Although the tropical system has begun to lose wind intensity, it will still forge a path of destruction over the country's northern islands through the weekend.


Ambo strengthened throughout the week as it tracked over the warm waters of the Philippine Sea and became the first named tropical system in the Northern Pacific Ocean of 2020. On Thursday afternoon, the former typhoon had wind speeds around 96 mph, making it equivalent to a Category 3 hurricane in the Atlantic and East Pacific basins.

Although Ambo has lost wind intensity and is no longer a typhoon, it still poses a significant flooding threat across the northern Philippines. As a result, the PAGASA has heavy rainfall warnings and flooding advisories issued across regions of Luzon, including a red warning in Metro Manila on Friday evening. A total of 3.66 inches of rain fell in parts of the city on Friday.

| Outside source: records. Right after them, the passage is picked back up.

//! Value production for managed-object descriptors.
//!
//! Constant and externally-defined-data descriptors populate a
//! [`ValProdCtx`] with an ARI value; EDD production then converts the
//! result to the descriptor's declared type. Produced values are logged at
//! debug level in their canonical text form; logging is best-effort and
//! never affects the produced value.

use std::fmt;

use tracing::debug;

use crate::ari::Ari;
use crate::ari_type::AriType;
use crate::lit::{Lit, LitValue, PrimType};
use crate::text::{encode, EncodeOptions};

/// Canonical text of a value for the debug log, tolerating malformed
/// trees.
fn render(ari: &Ari) -> String {
    encode(ari, &EncodeOptions::default()).unwrap_or_else(|_| "<unencodable>".to_string())
}

/// A value-production context: the mutable slot descriptors fill.
#[derive(Debug, Default)]
pub struct ValProdCtx {
    /// The produced value, undefined until production succeeds.
    pub value: Ari,
}

impl ValProdCtx {
    /// Creates a context holding the undefined value.
    #[must_use]
    pub fn new() -> Self {
        Self::default()
    }
}

/// A literal value that cannot be converted to the requested type.
#[derive(Debug, Clone, PartialEq, Eq)]
pub enum ConvertError {
    /// The value's class has no conversion to the target type.
    Incompatible {
        /// The target type.
        target: AriType,
        /// The primitive class of the value, absent for references.
        prim_type: Option<PrimType>,
    },
    /// A numeric value outside the target type's range.
    OutOfRange {
        /// The target type.
        target: AriType,
    },
}

impl fmt::Display for ConvertError {
    fn fmt(&self, f: &mut fmt::Formatter<'_>) -> fmt::Result {
        match self {
            Self::Incompatible { target, prim_type } => match prim_type {
                Some(p) => write!(f, "cannot convert {p:?} value to type {target}"),
                None => write!(f, "cannot convert object reference to type {target}"),
            },
            Self::OutOfRange { target } => {
                write!(f, "numeric value out of range for type {target}")
            }
        }
    }
}

impl std::error::Error for ConvertError {}

/// Value production failed.
#[derive(Debug, Clone, PartialEq, Eq)]
pub enum ProduceError {
    /// The producer left the context undefined.
    Undefined,
    /// The produced value did not convert to the declared type.
    Convert(ConvertError),
}

impl fmt::Display for ProduceError {
    fn fmt(&self, f: &mut fmt::Formatter<'_>) -> fmt::Result {
        match self {
            Self::Undefined => write!(f, "production yielded the undefined value"),
            Self::Convert(e) => write!(f, "produced value has the wrong type: {e}"),
        }
    }
}

impl std::error::Error for ProduceError {
    fn source(&self) -> Option<&(dyn std::error::Error + 'static)> {
        match self {
            Self::Undefined => None,
            Self::Convert(e) => Some(e),
        }
    }
}

impl From<ConvertError> for ProduceError {
    fn from(e: ConvertError) -> Self {
        Self::Convert(e)
    }
}

/// A constant-object descriptor.
#[derive(Debug, Clone)]
pub struct ConstDesc {
    /// The constant value.
    value: Ari,
}

impl ConstDesc {
    /// Creates a descriptor around a constant value.
    #[must_use]
    pub const fn new(value: Ari) -> Self {
        Self { value }
    }

    /// Returns the constant value.
    #[must_use]
    pub const fn value(&self) -> &Ari {
        &self.value
    }

    /// Copies the constant into the production context.
    pub fn produce(&self, ctx: &mut ValProdCtx) {
        ctx.value = self.value.clone();
        debug!("production finished with value {}", render(&ctx.value));
    }
}

/// The callback an EDD descriptor uses to produce its value.
pub type Producer = Box<dyn Fn(&mut ValProdCtx) + Send + Sync>;

/// An externally-defined-data descriptor: a declared result type and a
/// producer callback.
pub struct EddDesc {
    type_obj: AriType,
    producer: Producer,
}

impl fmt::Debug for EddDesc {
    fn fmt(&self, f: &mut fmt::Formatter<'_>) -> fmt::Result {
        f.debug_struct("EddDesc")
            .field("type_obj", &self.type_obj)
            .finish_non_exhaustive()
    }
}

impl EddDesc {
    /// Creates a descriptor with a declared type and producer.
    #[must_use]
    pub fn new(type_obj: AriType, producer: Producer) -> Self {
        Self { type_obj, producer }
    }

    /// Returns the declared result type.
    #[must_use]
    pub const fn type_obj(&self) -> AriType {
        self.type_obj
    }

    /// Runs the producer and converts the result to the declared type.
    ///
    /// # Errors
    ///
    /// Returns [`ProduceError::Undefined`] when the producer leaves the
    /// context undefined, or a conversion error when the produced value
    /// does not fit the declared type.
    pub fn produce(&self, ctx: &mut ValProdCtx) -> Result<(), ProduceError> {
        (self.producer)(ctx);
        debug!("production finished with value {}", render(&ctx.value));

        if ctx.value.is_undefined() {
            return Err(ProduceError::Undefined);
        }

        // force the declared output type
        ctx.value = convert(&ctx.value, self.type_obj)?;
        Ok(())
    }
}

/// Converts a value to the given ARI type, retagging and range-checking
/// literals.
///
/// # Errors
///
/// Returns [`ConvertError`] when the value's class has no conversion to
/// `target` or a numeric value falls outside the target range.
pub fn convert(value: &Ari, target: AriType) -> Result<Ari, ConvertError> {
    let Some(lit) = value.as_lit() else {
        // references convert only to object types
        if target.is_literal() {
            return Err(ConvertError::Incompatible { target, prim_type: None });
        }
        return Ok(value.clone());
    };

    let incompatible = || ConvertError::Incompatible {
        target,
        prim_type: Some(lit.prim_type()),
    };

    let converted = match target {
        AriType::Literal => {
            // containers cannot shed their tag
            if lit.prim_type() == PrimType::Other {
                return Err(incompatible());
            }
            return Ok(Ari::Lit(Lit { ari_type: None, value: lit.value.clone() }));
        }
        AriType::Null => match lit.value {
            LitValue::Null => LitValue::Null,
            _ => return Err(incompatible()),
        },
        AriType::Bool => match lit.value {
            LitValue::Bool(v) => LitValue::Bool(v),
            _ => return Err(incompatible()),
        },
        AriType::Byte => LitValue::Uint64(convert_uint(lit, 0xFF, target)?),
        AriType::Uint => LitValue::Uint64(convert_uint(lit, u64::from(u32::MAX), target)?),
        AriType::Uvast => LitValue::Uint64(convert_uint(lit, u64::MAX, target)?),
        AriType::Int => {
            LitValue::Int64(convert_int(lit, i64::from(i32::MIN), i64::from(i32::MAX), target)?)
        }
        AriType::Vast => LitValue::Int64(convert_int(lit, i64::MIN, i64::MAX, target)?),
        AriType::Real32 => {
            let wide = as_float(lit).ok_or_else(incompatible)?;
            LitValue::Float64(f64::from(wide as f32))
        }
        AriType::Real64 => LitValue::Float64(as_float(lit).ok_or_else(incompatible)?),
        AriType::TextStr | AriType::Label => match &lit.value {
            LitValue::Tstr(s) => LitValue::Tstr(s.clone()),
            _ => return Err(incompatible()),
        },
        AriType::ByteStr | AriType::Cbor => match &lit.value {
            LitValue::Bstr(b) => LitValue::Bstr(b.clone()),
            _ => return Err(incompatible()),
        },
        AriType::AriType => match &lit.value {
            LitValue::Int64(code) if crate::ari_type::AriType::from_code(*code).is_some() => {
                LitValue::Int64(*code)
            }
            LitValue::Tstr(name) => match crate::ari_type::AriType::from_name(name) {
                Some(t) => LitValue::Int64(i64::from(t.code())),
                None => return Err(incompatible()),
            },
            _ => return Err(incompatible()),
        },
        AriType::Tp | AriType::Td => match lit.value {
            LitValue::Timespec(ts) => LitValue::Timespec(ts),
            _ => return Err(incompatible()),
        },
        AriType::Ac => match &lit.value {
            LitValue::Ac(v) => LitValue::Ac(v.clone()),
            _ => return Err(incompatible()),
        },
        AriType::Am => match &lit.value {
            LitValue::Am(v) => LitValue::Am(v.clone()),
            _ => return Err(incompatible()),
        },
        AriType::Tbl => match &lit.value {
            LitValue::Tbl(v) => LitValue::Tbl(v.clone()),
            _ => return Err(incompatible()),
        },
        AriType::ExecSet => match &lit.value {
            LitValue::ExecSet(v) => LitValue::ExecSet(v.clone()),
            _ => return Err(incompatible()),
        },
        AriType::RptSet => match &lit.value {
            LitValue::RptSet(v) => LitValue::RptSet(v.clone()),
            _ => return Err(incompatible()),
        },
        AriType::Object | AriType::Ident | AriType::Const | AriType::Ctrl => {
            return Err(incompatible());
        }
    };

    Ok(Ari::Lit(Lit { ari_type: Some(target), value: converted }))
}

fn is_numeric(lit: &Lit) -> bool {
    matches!(
        lit.value,
        LitValue::Uint64(_) | LitValue::Int64(_) | LitValue::Float64(_)
    )
}

/// Extracts an unsigned value no greater than `max`, accepting unsigned,
/// non-negative signed, and integral float inputs.
fn convert_uint(lit: &Lit, max: u64, target: AriType) -> Result<u64, ConvertError> {
    if !is_numeric(lit) {
        return Err(ConvertError::Incompatible { target, prim_type: Some(lit.prim_type()) });
    }
    let value = match lit.value {
        LitValue::Uint64(v) => Some(v),
        LitValue::Int64(v) => u64::try_from(v).ok(),
        LitValue::Float64(v) if v.fract() == 0.0 && v >= 0.0 && v <= max as f64 => Some(v as u64),
        _ => None,
    };
    value
        .filter(|v| *v <= max)
        .ok_or(ConvertError::OutOfRange { target })
}

/// Extracts a signed value within `[min, max]`.
fn convert_int(lit: &Lit, min: i64, max: i64, target: AriType) -> Result<i64, ConvertError> {
    if !is_numeric(lit) {
        return Err(ConvertError::Incompatible { target, prim_type: Some(lit.prim_type()) });
    }
    let value = match lit.value {
        LitValue::Int64(v) => Some(v),
        LitValue::Uint64(v) => i64::try_from(v).ok(),
        LitValue::Float64(v) if v.fract() == 0.0 && v >= min as f64 && v <= max as f64 => {
            Some(v as i64)
        }
        _ => None,
    };
    value
        .filter(|v| (min..=max).contains(v))
        .ok_or(ConvertError::OutOfRange { target })
}

fn as_float(lit: &Lit) -> Option<f64> {
    match lit.value {
        LitValue::Float64(v) => Some(v),
        LitValue::Uint64(v) => Some(v as f64),
        LitValue::Int64(v) => Some(v as f64),
        _ => None,
    }
}

#[cfg(test)]
mod tests {
    use super::*;

    #[test]
    fn const_production_copies_value() {
        let desc = ConstDesc::new(Ari::from(42u64));
        let mut ctx = ValProdCtx::new();
        desc.produce(&mut ctx);
        assert_eq!(ctx.value, Ari::from(42u64));
    }

    #[test]
    fn edd_production_converts_to_declared_type() {
        let desc = EddDesc::new(
            AriType::Uint,
            Box::new(|ctx| ctx.value = Ari::from(7u64)),
        );
        let mut ctx = ValProdCtx::new();
        desc.produce(&mut ctx).unwrap();
        assert_eq!(
            ctx.value,
            Ari::typed(AriType::Uint, LitValue::Uint64(7)).unwrap()
        );
    }

    #[test]
    fn edd_production_rejects_undefined() {
        let desc = EddDesc::new(AriType::Uint, Box::new(|_ctx| {}));
        let mut ctx = ValProdCtx::new();
        assert_eq!(desc.produce(&mut ctx), Err(ProduceError::Undefined));
    }

    #[test]
    fn edd_production_rejects_wrong_type() {
        let desc = EddDesc::new(
            AriType::Uint,
            Box::new(|ctx| ctx.value = Ari::from("text")),
        );
        let mut ctx = ValProdCtx::new();
        assert!(matches!(
            desc.produce(&mut ctx),
            Err(ProduceError::Convert(ConvertError::Incompatible { .. }))
        ));
    }

    #[test]
    fn convert_checks_integer_ranges() {
        assert!(convert(&Ari::from(255u64), AriType::Byte).is_ok());
        assert!(matches!(
            convert(&Ari::from(256u64), AriType::Byte),
            Err(ConvertError::OutOfRange { target: AriType::Byte })
        ));
        assert!(convert(&Ari::from(-1i64), AriType::Int).is_ok());
        assert!(matches!(
            convert(&Ari::from(-1i64), AriType::Uint),
            Err(ConvertError::OutOfRange { .. })
        ));
    }

    #[test]
    fn convert_widens_to_floats() {
        let out = convert(&Ari::from(2u64), AriType::Real64).unwrap();
        assert_eq!(
            out,
            Ari::typed(AriType::Real64, LitValue::Float64(2.0)).unwrap()
        );
    }

    #[test]
    fn convert_resolves_aritype_names() {
        let out = convert(&Ari::from("TEXTSTR"), AriType::AriType).unwrap();
        assert_eq!(
            out,
            Ari::typed(AriType::AriType, LitValue::Int64(-10)).unwrap()
        );
    }

    #[test]
    fn convert_rejects_reference_to_literal() {
        let reference = Ari::from(crate::objpath::ObjPath::typed("ns1", AriType::Ctrl, 7));
        assert!(matches!(
            convert(&reference, AriType::Uint),
            Err(ConvertError::Incompatible { prim_type: None, .. })
        ));
        assert!(convert(&reference, AriType::Ctrl).is_ok());
    }

    #[test]
    fn convert_strips_tag_for_literal_target() {
        let tagged = Ari::typed(AriType::Uint, LitValue::Uint64(3)).unwrap();
        let out = convert(&tagged, AriType::Literal).unwrap();
        assert_eq!(out, Ari::from(3u64));
    }
}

At least two people have been injured as of Friday afternoon, and 13,000 have been forced to leave their homes, according to the Philippine News Agency. A total of 48 towns also suffered power outages across Samar and Biliran.

In preparation of the storm, towns forecast to be in the path of the typhoon issued evacuations and distribution of relief packages.

Given the ongoing global COVID-19 pandemic, evacuees were required to wear face masks and families will practice social distancing in shelters.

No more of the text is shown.